The Hollow Hunger Chapter 3: What Watches in the Dark

The Hollow HungerThe gravel crunched under Maya’s shoes as she paced in tight circles, her mind racing faster than her body could keep up.

Three gone.

No—four.

Evan was gone now too.

Snatched right in front of them.

Lena sat on the ground, arms wrapped around herself, rocking slightly. “We should go. We should go right now. Get in the car and just—just drive.”

Maya stopped pacing.

“And tell them what?” she asked sharply. “That a shadow ate our friends?”

Lena’s voice cracked. “I don’t care! I just don’t want to die!”

Neither do I, Maya thought.

But something inside her—something stubborn and furious—refused to let this end like that.

“No,” she said quietly. “We don’t leave like this.”

Lena looked up, eyes wide with disbelief. “Are you serious?”

Maya turned toward Blackridge House.

The front door stood shut again.

Like nothing had happened.

Like it was waiting.

“You said your grandmother told stories,” Maya said. “About things like this.”

Lena hesitated.

Then nodded slowly.

“They’re not ghosts,” she said. “Not really. They’re… older. Hungrier. They hide in places where people stop looking.”

“Vampires?” Maya asked.

Lena swallowed. “Not the kind in movies.”

“Then what kind?”

“The kind that doesn’t need permission,” Lena whispered. “The kind that doesn’t show up in mirrors because it doesn’t have to. The kind that feeds… and feeds… until there’s nothing left.”

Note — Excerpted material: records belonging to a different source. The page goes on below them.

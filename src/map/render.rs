//! Tile map rendering and tile sheet uploads.

use sdl2::render::{Canvas, RenderTarget, Texture};
use tracing::warn;

use crate::camera::Camera;
use crate::error::TextureError;
use crate::geometry::Rect;

use super::ripple::PixelBuffer;
use super::TileMap;

/// Draws every visible tile that intersects the camera.
pub fn render_tile_map<T: RenderTarget>(
    canvas: &mut Canvas<T>,
    sheet: &Texture,
    map: &TileMap,
    camera: &Camera,
) -> Result<(), TextureError> {
    for (index, tile) in map.visible_in(camera.view) {
        let Some(clip) = map.clip_for(tile.kind) else {
            warn!(index, kind = ?tile.kind, "No clip for visible tile");
            continue;
        };
        let dest = Rect::from_pos_size(camera.to_screen(tile.rect.pos()), tile.rect.size());
        canvas
            .copy(sheet, Some(clip.into()), Some(dest.into()))
            .map_err(|e| TextureError::RenderFailed(e.to_string()))?;
    }
    Ok(())
}

/// Uploads `region` of the CPU copy into the streaming tile sheet.
pub fn upload_region(sheet: &mut Texture, pixels: &PixelBuffer, region: Rect) -> Result<(), TextureError> {
    let bytes = pixels.region_bytes(region);
    let pitch = region.w as usize * 4;
    sheet
        .update(Some(region.into()), &bytes, pitch)
        .map_err(|e| TextureError::RenderFailed(e.to_string()))
}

Maya’s stomach twisted. “And Chris?”

“Already gone,” Lena said. “Or worse.”

A long silence stretched between them.

The wind picked up, whispering through the broken trees.

Then—

A sound.

From the house.

A soft thud.

Like something being dropped.

Maya exhaled slowly. “We need answers.”

Lena shook her head. “We need to leave.”

“We don’t even know if it can follow us,” Maya snapped. “What if it doesn’t stay here?”

That hit.

Lena froze.

Because she hadn’t thought of that.

“What if it’s not the house?” Maya continued. “What if it’s us?”

Lena’s breath caught.

“No…” she said weakly.

Maya stepped closer. “It took Tyler first. Then Chris. Then Jordan. Then Evan. One by one.”

A pattern.

A deliberate pattern.

“Like it’s picking us off,” Maya said.

“Or choosing,” Lena whispered.

The word hung in the air.

Choosing.

Maya looked back at the house.

Then at Lena.

“We go back in,” she said.

Lena stared at her like she’d gone insane.

“No,” she said. “No way. Absolutely not.”

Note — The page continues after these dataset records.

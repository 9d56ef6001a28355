use glam::IVec2;
use pac_dialog::asset::Asset;
use pac_dialog::constants::{LEVEL_SIZE, TILE_MAP_CAPACITY, TILE_TYPE_COUNT};
use pac_dialog::error::MapError;
use pac_dialog::geometry::Rect;
use pac_dialog::map::{parser, Tile, TileType};
use pretty_assertions::assert_eq;
use speculoos::prelude::*;

const CLIPS: [Rect; 2] = [Rect::new(0, 0, 90, 90), Rect::new(0, 0, 90, 90)];

#[test]
fn test_tiles_wrap_at_the_level_edge() {
    let level = IVec2::new(270, 270);
    let map = parser::load(&b"010\n101"[..], &CLIPS, 9, level).unwrap();

    let rects: Vec<Rect> = map.tiles().iter().map(|tile| tile.rect).collect();
    assert_eq!(
        rects,
        vec![
            Rect::new(0, 0, 90, 90),
            Rect::new(90, 0, 90, 90),
            Rect::new(180, 0, 90, 90),
            Rect::new(0, 90, 90, 90),
            Rect::new(90, 90, 90, 90),
            Rect::new(180, 90, 90, 90),
        ]
    );
}

#[test]
fn test_tile_kinds_and_flags() {
    let map = parser::load(&b"01x"[..], &CLIPS, 3, IVec2::new(900, 900)).unwrap();

    let empty = map.tile(0).unwrap();
    assert_eq!(empty.kind, TileType::Empty);
    assert!(!empty.solid && !empty.visible);

    let block = map.tile(1).unwrap();
    assert_eq!(block.kind, TileType::STANDARD_BLOCK);
    assert!(block.solid && block.visible);

    assert_eq!(map.tile(2), Some(&Tile::undefined()));
}

#[test]
fn test_digits_past_the_type_count_are_undefined() {
    let map = parser::load(&b"9"[..], &CLIPS, 1, IVec2::new(900, 900)).unwrap();
    assert_that(&map.tile(0).map(|tile| tile.kind)).is_equal_to(Some(TileType::Undefined));
}

#[test]
fn test_stops_at_capacity() {
    let map = parser::load(&b"1111111111"[..], &CLIPS, 4, IVec2::new(900, 900)).unwrap();
    assert_that(&map.len()).is_equal_to(4);
}

#[test]
fn test_short_input_yields_fewer_tiles() {
    let map = parser::load(&b"11"[..], &CLIPS, 40, IVec2::new(900, 900)).unwrap();
    assert_that(&map.len()).is_equal_to(2);
}

#[test]
fn test_missing_clips_is_an_error() {
    let result = parser::load(&b"1"[..], &[], 1, IVec2::new(900, 900));
    assert!(matches!(result, Err(MapError::InvalidConfig(_))));
}

#[test]
fn test_first_solid_hit_is_in_map_order() {
    let map = parser::load(&b"0110"[..], &CLIPS, 4, IVec2::new(900, 900)).unwrap();
    assert_that(&map.first_solid_hit(Rect::new(100, 10, 200, 10))).is_equal_to(Some(1));
    assert_that(&map.first_solid_hit(Rect::new(0, 0, 90, 90))).is_none();
}

#[test]
fn test_visible_in_skips_hidden_and_offscreen_tiles() {
    let map = parser::load(&b"0110"[..], &CLIPS, 4, IVec2::new(900, 900)).unwrap();
    let indices: Vec<usize> = map.visible_in(Rect::new(0, 0, 150, 150)).map(|(index, _)| index).collect();
    assert_eq!(indices, vec![1]);
}

#[test]
fn test_bundled_level_loads_the_same_every_time() {
    let bytes = Asset::LevelMap.get_bytes().unwrap();
    let clips = vec![Rect::new(0, 0, 90, 90); TILE_TYPE_COUNT as usize];

    let first = parser::load(&bytes[..], &clips, TILE_MAP_CAPACITY, LEVEL_SIZE).unwrap();
    let second = parser::load(&bytes[..], &clips, TILE_MAP_CAPACITY, LEVEL_SIZE).unwrap();

    assert_eq!(first.tiles(), second.tiles());
    assert_that(&first.len()).is_equal_to(TILE_MAP_CAPACITY);
    assert!(first.tiles().iter().all(|tile| tile.rect.within(LEVEL_SIZE)));
}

“If we don’t understand it, we can’t fight it,” Maya replied.

“Fight it?!” Lena’s voice rose. “Did you see what it did to Jordan?!”

Maya’s expression hardened.

“Yes,” she said. “And that’s exactly why we don’t run.”

Another sound from inside.

Closer this time.

A slow scrape.

Like something dragging across the floor.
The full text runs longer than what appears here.